**Problem statement**.
Could you reproduce all of these records exactly?

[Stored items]
##########

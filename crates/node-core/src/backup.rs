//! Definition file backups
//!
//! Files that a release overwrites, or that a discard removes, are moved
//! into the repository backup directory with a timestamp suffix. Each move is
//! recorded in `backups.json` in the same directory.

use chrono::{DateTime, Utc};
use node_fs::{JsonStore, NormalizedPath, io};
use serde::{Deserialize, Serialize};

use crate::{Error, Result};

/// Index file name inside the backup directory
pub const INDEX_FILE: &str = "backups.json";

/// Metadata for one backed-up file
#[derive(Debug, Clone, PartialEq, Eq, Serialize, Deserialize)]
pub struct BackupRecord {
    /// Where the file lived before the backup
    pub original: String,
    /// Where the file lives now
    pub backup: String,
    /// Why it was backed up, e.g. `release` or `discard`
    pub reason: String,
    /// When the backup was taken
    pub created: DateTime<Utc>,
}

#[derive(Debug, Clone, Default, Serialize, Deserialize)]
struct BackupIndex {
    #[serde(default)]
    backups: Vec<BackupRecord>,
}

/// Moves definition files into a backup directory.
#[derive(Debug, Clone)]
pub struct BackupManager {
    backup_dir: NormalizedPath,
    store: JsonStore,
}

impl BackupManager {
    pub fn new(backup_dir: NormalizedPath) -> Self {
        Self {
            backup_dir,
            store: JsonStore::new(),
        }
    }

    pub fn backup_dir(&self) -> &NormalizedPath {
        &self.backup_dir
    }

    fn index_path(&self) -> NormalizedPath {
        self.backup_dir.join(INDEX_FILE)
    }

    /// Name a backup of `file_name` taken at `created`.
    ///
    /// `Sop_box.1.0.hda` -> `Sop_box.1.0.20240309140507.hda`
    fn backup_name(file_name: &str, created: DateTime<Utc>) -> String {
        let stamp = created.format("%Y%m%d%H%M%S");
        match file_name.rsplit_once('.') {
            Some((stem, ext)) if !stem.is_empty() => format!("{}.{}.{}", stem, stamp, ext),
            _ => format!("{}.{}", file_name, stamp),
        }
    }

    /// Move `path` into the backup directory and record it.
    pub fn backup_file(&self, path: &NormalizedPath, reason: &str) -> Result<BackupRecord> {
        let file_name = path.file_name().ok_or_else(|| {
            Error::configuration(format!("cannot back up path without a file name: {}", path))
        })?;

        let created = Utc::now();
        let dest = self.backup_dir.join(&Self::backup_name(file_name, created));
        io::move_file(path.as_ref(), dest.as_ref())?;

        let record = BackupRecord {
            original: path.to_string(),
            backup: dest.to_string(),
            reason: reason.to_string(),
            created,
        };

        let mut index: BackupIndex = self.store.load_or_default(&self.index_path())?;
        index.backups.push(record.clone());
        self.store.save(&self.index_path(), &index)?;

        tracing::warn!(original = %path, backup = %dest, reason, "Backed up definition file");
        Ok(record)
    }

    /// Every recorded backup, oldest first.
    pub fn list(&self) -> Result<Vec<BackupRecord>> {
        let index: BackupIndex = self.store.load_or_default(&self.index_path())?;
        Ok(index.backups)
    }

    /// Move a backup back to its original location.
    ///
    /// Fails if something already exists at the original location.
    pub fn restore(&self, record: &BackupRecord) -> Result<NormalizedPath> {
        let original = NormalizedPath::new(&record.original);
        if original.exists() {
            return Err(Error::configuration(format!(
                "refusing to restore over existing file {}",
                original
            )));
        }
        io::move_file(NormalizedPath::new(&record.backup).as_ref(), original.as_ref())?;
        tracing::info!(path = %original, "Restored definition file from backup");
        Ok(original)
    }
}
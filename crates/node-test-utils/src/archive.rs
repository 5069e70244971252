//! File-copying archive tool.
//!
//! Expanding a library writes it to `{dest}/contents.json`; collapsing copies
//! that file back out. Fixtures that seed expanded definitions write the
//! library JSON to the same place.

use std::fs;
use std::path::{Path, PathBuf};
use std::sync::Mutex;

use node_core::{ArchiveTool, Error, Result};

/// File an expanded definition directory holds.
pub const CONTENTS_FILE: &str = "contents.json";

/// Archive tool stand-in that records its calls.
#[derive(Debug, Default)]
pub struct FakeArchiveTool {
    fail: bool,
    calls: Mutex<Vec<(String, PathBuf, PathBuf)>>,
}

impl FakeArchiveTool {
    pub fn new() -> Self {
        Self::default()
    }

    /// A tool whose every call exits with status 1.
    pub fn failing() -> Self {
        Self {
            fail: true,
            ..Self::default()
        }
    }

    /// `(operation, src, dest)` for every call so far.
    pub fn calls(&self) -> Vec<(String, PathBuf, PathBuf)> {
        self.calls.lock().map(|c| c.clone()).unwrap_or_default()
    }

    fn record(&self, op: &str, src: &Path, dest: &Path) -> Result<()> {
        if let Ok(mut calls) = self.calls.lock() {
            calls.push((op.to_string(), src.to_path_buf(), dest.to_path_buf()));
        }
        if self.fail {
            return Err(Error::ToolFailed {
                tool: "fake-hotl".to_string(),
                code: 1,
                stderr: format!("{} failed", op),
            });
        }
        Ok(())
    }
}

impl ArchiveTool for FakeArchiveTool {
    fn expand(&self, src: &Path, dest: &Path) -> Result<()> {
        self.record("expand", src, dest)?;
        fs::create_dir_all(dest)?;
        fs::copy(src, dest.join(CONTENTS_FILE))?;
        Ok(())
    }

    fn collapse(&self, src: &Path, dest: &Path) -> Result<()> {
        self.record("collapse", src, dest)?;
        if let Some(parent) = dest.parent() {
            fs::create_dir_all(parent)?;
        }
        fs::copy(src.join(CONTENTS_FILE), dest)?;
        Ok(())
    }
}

##########

**Worked solution**.
filename crates/node-core/src/backup.rs
//! Definition file backups
//!
//! Files that a release overwrites, or that a discard removes, are moved
//! into the repository backup directory with a timestamp suffix. Each move is
//! recorded in `backups.json` in the same directory.

use chrono::{DateTime, Utc};
use node_fs::{JsonStore, NormalizedPath, io};
use serde::{Deserialize, Serialize};

use crate::{Error, Result};

/// Index file name inside the backup directory
pub const INDEX_FILE: &str = "backups.json";

/// Metadata for one backed-up file
#[derive(Debug, Clone, PartialEq, Eq, Serialize, Deserialize)]
pub struct BackupRecord {
    /// Where the file lived before the backup
    pub original: String,
    /// Where the file lives now
    pub backup: String,
    /// Why it was backed up, e.g. `release` or `discard`
    pub reason: String,
    /// When the backup was taken
    pub created: DateTime<Utc>,
}

#[derive(Debug, Clone, Default, Serialize, Deserialize)]
struct BackupIndex {
    #[serde(default)]
    backups: Vec<BackupRecord>,
}

/// Moves definition files into a backup directory.
#[derive(Debug, Clone)]
pub struct BackupManager {
    backup_dir: NormalizedPath,
    store: JsonStore,
}

impl BackupManager {
    pub fn new(backup_dir: NormalizedPath) -> Self {
        Self {
            backup_dir,
            store: JsonStore::new(),
        }
    }

    pub fn backup_dir(&self) -> &NormalizedPath {
        &self.backup_dir
    }

    fn index_path(&self) -> NormalizedPath {
        self.backup_dir.join(INDEX_FILE)
    }

    /// Name a backup of `file_name` taken at `created`.
    ///
    /// `Sop_box.1.0.hda` -> `Sop_box.1.0.20240309140507.hda`
    fn backup_name(file_name: &str, created: DateTime<Utc>) -> String {
        let stamp = created.format("%Y%m%d%H%M%S");
        match file_name.rsplit_once('.') {
            Some((stem, ext)) if !stem.is_empty() => format!("{}.{}.{}", stem, stamp, ext),
            _ => format!("{}.{}", file_name, stamp),
        }
    }

    /// Move `path` into the backup directory and record it.
    pub fn backup_file(&self, path: &NormalizedPath, reason: &str) -> Result<BackupRecord> {
        let file_name = path.file_name().ok_or_else(|| {
            Error::configuration(format!("cannot back up path without a file name: {}", path))
        })?;

        let created = Utc::now();
        let dest = self.backup_dir.join(&Self::backup_name(file_name, created));
        io::move_file(path.as_ref(), dest.as_ref())?;

        let record = BackupRecord {
            original: path.to_string(),
            backup: dest.to_string(),
            reason: reason.to_string(),
            created,
        };

        let mut index: BackupIndex = self.store.load_or_default(&self.index_path())?;
        index.backups.push(record.clone());
        self.store.save(&self.index_path(), &index)?;

        tracing::warn!(original = %path, backup = %dest, reason, "Backed up definition file");
        Ok(record)
    }

    /// Every recorded backup, oldest first.
    pub fn list(&self) -> Result<Vec<BackupRecord>> {
        let index: BackupIndex = self.store.load_or_default(&self.index_path())?;
        Ok(index.backups)
    }

    /// Move a backup back to its original location.
    ///
    /// Fails if something already exists at the original location.
    pub fn restore(&self, record: &BackupRecord) -> Result<NormalizedPath> {
        let original = NormalizedPath::new(&record.original);
        if original.exists() {
            return Err(Error::configuration(format!(
                "refusing to restore over existing file {}",
                original
            )));
        }
        io::move_file(NormalizedPath::new(&record.backup).as_ref(), original.as_ref())?;
        tracing::info!(path = %original, "Restored definition file from backup");
        Ok(original)
    }
}
filename crates/node-test-utils/src/archive.rs
repository 5069e70244971252
//! File-copying archive tool.
//!
//! Expanding a library writes it to `{dest}/contents.json`; collapsing copies
//! that file back out. Fixtures that seed expanded definitions write the
//! library JSON to the same place.

use std::fs;
use std::path::{Path, PathBuf};
use std::sync::Mutex;

use node_core::{ArchiveTool, Error, Result};

/// File an expanded definition directory holds.
pub const CONTENTS_FILE: &str = "contents.json";

/// Archive tool stand-in that records its calls.
#[derive(Debug, Default)]
pub struct FakeArchiveTool {
    fail: bool,
    calls: Mutex<Vec<(String, PathBuf, PathBuf)>>,
}

impl FakeArchiveTool {
    pub fn new() -> Self {
        Self::default()
    }

    /// A tool whose every call exits with status 1.
    pub fn failing() -> Self {
        Self {
            fail: true,
            ..Self::default()
        }
    }

    /// `(operation, src, dest)` for every call so far.
    pub fn calls(&self) -> Vec<(String, PathBuf, PathBuf)> {
        self.calls.lock().map(|c| c.clone()).unwrap_or_default()
    }

    fn record(&self, op: &str, src: &Path, dest: &Path) -> Result<()> {
        if let Ok(mut calls) = self.calls.lock() {
            calls.push((op.to_string(), src.to_path_buf(), dest.to_path_buf()));
        }
        if self.fail {
            return Err(Error::ToolFailed {
                tool: "fake-hotl".to_string(),
                code: 1,
                stderr: format!("{} failed", op),
            });
        }
        Ok(())
    }
}

impl ArchiveTool for FakeArchiveTool {
    fn expand(&self, src: &Path, dest: &Path) -> Result<()> {
        self.record("expand", src, dest)?;
        fs::create_dir_all(dest)?;
        fs::copy(src, dest.join(CONTENTS_FILE))?;
        Ok(())
    }

    fn collapse(&self, src: &Path, dest: &Path) -> Result<()> {
        self.record("collapse", src, dest)?;
        if let Some(parent) = dest.parent() {
            fs::create_dir_all(parent)?;
        }
        fs::copy(src.join(CONTENTS_FILE), dest)?;
        Ok(())
    }
}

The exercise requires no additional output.